I am pretty new to ggplot2 and I would like to draw a histogram of the number of articles published per year (or 5 years) for a systematic review. I have a df like that:
Df <- data.frame( name = c("article1", "article2", "article3", "article4"),
date = c(2004, 2009, 1999, 2007),
question1 = c(1,0,1,0),
question2 = c(1,1,1,1),
question3 = c(1,1,1,1),
question4 = c(0,0,0,0),
question5 = c(1,0,1,0), stringsAsFactors = FALSE )
ggplot(Df, aes (date))+
geom_histogram(binwidth = 5, color= "black")
Plus, for each bar of the histogram, I would like to fill the bars with the number of articles that covered a particular type of question (question 1 to 5, coded 1 or 0 depending on if the question is present or absent).The thing is I have 5 questions I would like to make visible in one diagram. And I don't know how to do that... I tried the fill argument and to do it with a geom_bar but failed.
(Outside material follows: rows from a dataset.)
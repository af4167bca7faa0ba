//! # assetx Storage
//!
//! Export layer for assetx: writes the outcome of a curation run to a new
//! catalog directory with the same layout as the source.
//!
//! ```text
//! <dst>/metadata.csv
//! <dst>/screenshots/<dir>/<image>.png
//! <dst>/README.txt, <dst>/info.txt
//! <dst>/subset.json
//! ```

pub mod export;
pub mod manifest;

pub use export::{export, CopyFailure, ExportReport, Exporter, AUXILIARY_FILES};
pub use manifest::{SubsetManifest, MANIFEST_FILE};
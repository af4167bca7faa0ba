use std::path::PathBuf;
use thiserror::Error;

pub type Result<T> = std::result::Result<T, Error>;

#[derive(Error, Debug)]
pub enum Error {
    #[error("Failed to load metadata table: {0}")]
    Load(String),

    #[error("CSV error: {0}")]
    Csv(#[from] csv::Error),

    #[error("Row not found: {0}")]
    RowNotFound(usize),

    #[error("Image directory not found: {}", .0.display())]
    ImageDirNotFound(PathBuf),

    #[error("Malformed asset id: {0:?}")]
    MalformedId(String),

    #[error("IO error: {0}")]
    Io(#[from] std::io::Error),

    #[error("Invalid configuration: {0}")]
    InvalidConfig(String),
}

impl Error {
    /// Whether a bulk pass may log this error and move on to the next item.
    pub fn is_recoverable(&self) -> bool {
        matches!(
            self,
            Error::RowNotFound(_) | Error::ImageDirNotFound(_) | Error::MalformedId(_)
        )
    }
}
Thanks so much in advance for your help
Here is a way. It's a simple bar plot with ggplot
.
This type of problems generally has to do with reshaping the data. The format should be the long format and the data is in wide format. See this post on how to reshape the data from wide to long format.
library(dplyr)
library(tidyr)
library(ggplot2)
t %>%
select(-Code) %>%
pivot_longer(
cols = starts_with("Question"),
names_to = "Question"
) %>%
mutate(Publication_date = factor(Publication_date)) %>%
ggplot(aes(Publication_date, fill = Question)) +
geom_bar() +
xlab("Publication Date")
set.seed(2021)
n <- 200
Code <- paste0("Article", 1:n)
Publication_date <- sample(2000:2020, n, TRUE)
Question <- replicate(5, rbinom(n, 1, 0.5))
colnames(Question) <- paste0("Question", 1:5)
t <- data.frame(Code, Publication_date)
t <- cbind(t, Question)